# Tropical Freshwater fish...



## matt020593 (Oct 10, 2006)

Hey,
I am going to be making a paludarium(cage containing land and water) soon, and I need some ideas on what small tropical freshwater fish I can keep in the water area.
I have never kept tropical fish before.

The water area would be around gallon or so big, I have thought about guppys and neons but as I said i'm a complete newb to tropical fish :lol2:, so I havent really got a clue.

Please help.


----------



## mask-of-sanity (Dec 27, 2006)

sorry to tell you but a gallon is not enough water to hold any fish even the smallest ones


----------



## matt020593 (Oct 10, 2006)

ok, thanks.
how big would it need to be to hold a few small sized fish, like guppies?


----------



## mask-of-sanity (Dec 27, 2006)

normal stocking is an inch of fish per gallon of water depending on the filtration you have in my opinion i would not have a water volume smaller than 10 gallons but thats just me someone else on here will give you there opinions also


----------



## matt020593 (Oct 10, 2006)

Its actually 2 gallons I did the maths wrong lol, but its still too small.


----------



## alpharoyals (Nov 21, 2007)

sounds good, get a bigger tank and get some archer fish : victory:


----------



## matt020593 (Oct 10, 2006)

Right, redisigned it again 2.5 gallons.
Could i keep any fish in that?


----------



## PendleHog (Dec 21, 2005)

Betta splendens (Siamese Fighting Fish) wil happily live in 2.5Gallons. Some people have even kept these in cups - I am not for this and personally kept mine in 2/2.5 Gallon tanks. They can cope with poorly oxygenated water better than guppies and the like as they take air at the surface.
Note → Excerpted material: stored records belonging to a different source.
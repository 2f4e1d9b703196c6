//! Idempotent provisioning of the configured rounds and teams.

use std::sync::Arc;

use tracing::info;
use uuid::Uuid;

use crate::{
    config::AppConfig,
    dao::{
        models::{RoundEntity, TeamEntity},
        score_store::ScoreStore,
        storage::StorageError,
    },
};

/// Seed the store with any configured round or team name it does not hold
/// yet. Safe to run on every (re)connect; existing entities are untouched.
pub async fn ensure_seed_data(
    store: &Arc<dyn ScoreStore>,
    config: &AppConfig,
) -> Result<(), StorageError> {
    let rounds = config
        .round_names()
        .iter()
        .enumerate()
        .map(|(position, name)| RoundEntity {
            id: Uuid::new_v4(),
            name: name.clone(),
            position: position as u32,
        })
        .collect();

    let teams = config
        .team_names()
        .iter()
        .map(|name| TeamEntity {
            id: Uuid::new_v4(),
            name: name.clone(),
            hidden: false,
        })
        .collect();

    let outcome = store.seed_event(rounds, teams).await?;
    if outcome.rounds_added > 0 || outcome.teams_added > 0 {
        info!(
            rounds = outcome.rounds_added,
            teams = outcome.teams_added,
            "seeded event entities from config"
        );
    }

    Ok(())
}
They are found in rice paddies and puddles in Thailand and are beautiful fish. You can find them in your local fish shop or even Pets @Home (not recommended).
There are various tail fin forms availabe such as half moon and butterfly.

These are solo fish and will aggressively attack other bettas, so you would only be able to keep the one. The colourful specimens in shops will all be male - females are less attractive and dont have the long fins.

Dont know if this will suit but it is probably your only option.

James


----------



## alpharoyals (Nov 21, 2007)

I know this doesnt go as low as 2.5 gallons but maybe you can do some maths?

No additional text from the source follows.